*** Opening Extracted records ***
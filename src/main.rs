use anyhow::Context;
use clap::Parser;
use std::path::PathBuf;
use tplhandlebars::{Engine, Settings};
use tracing_subscriber::{EnvFilter, fmt};

/// Render a template that uses {% verbatim %} / {% tplhandlebars %} blocks.
#[derive(Parser, Debug)]
#[command(name = "tplhandlebars", version)]
struct Cli {
    /// Template file to render
    template: PathBuf,

    /// JSON file used as the template context
    #[arg(long)]
    context: Option<PathBuf>,

    /// Override STATIC_URL
    #[arg(long)]
    static_url: Option<String>,

    /// Use Ember.js style attributes (data-template-name)
    #[arg(long)]
    ember: bool,
}

fn main() -> anyhow::Result<()> {
    fmt()
        .with_env_filter(EnvFilter::try_from_default_env().unwrap_or_else(|_| EnvFilter::new("warn")))
        .with_writer(std::io::stderr)
        .init();

    let cli = Cli::parse();

    let mut settings = Settings::from_env();
    if let Some(url) = cli.static_url {
        settings = settings.static_url(url);
    }
    if cli.ember {
        settings = settings.use_ember_style_attrs(true);
    }

    let source = std::fs::read_to_string(&cli.template)
        .with_context(|| format!("failed to read template: {}", cli.template.display()))?;
    let context: serde_json::Value = match &cli.context {
        Some(path) => {
            let raw = std::fs::read_to_string(path)
                .with_context(|| format!("failed to read context: {}", path.display()))?;
            serde_json::from_str(&raw).with_context(|| format!("invalid JSON in {}", path.display()))?
        }
        None => serde_json::Value::Object(Default::default()),
    };

    let engine = Engine::new().with_settings(settings);
    let name = cli.template.display().to_string();
    let output = engine.render_template(&name, &source, &context)?;
    print!("{}", output);
    Ok(())
}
*** Closing Extracted records ***
Work out how many lines in the records include "format". Only the number should be given.

3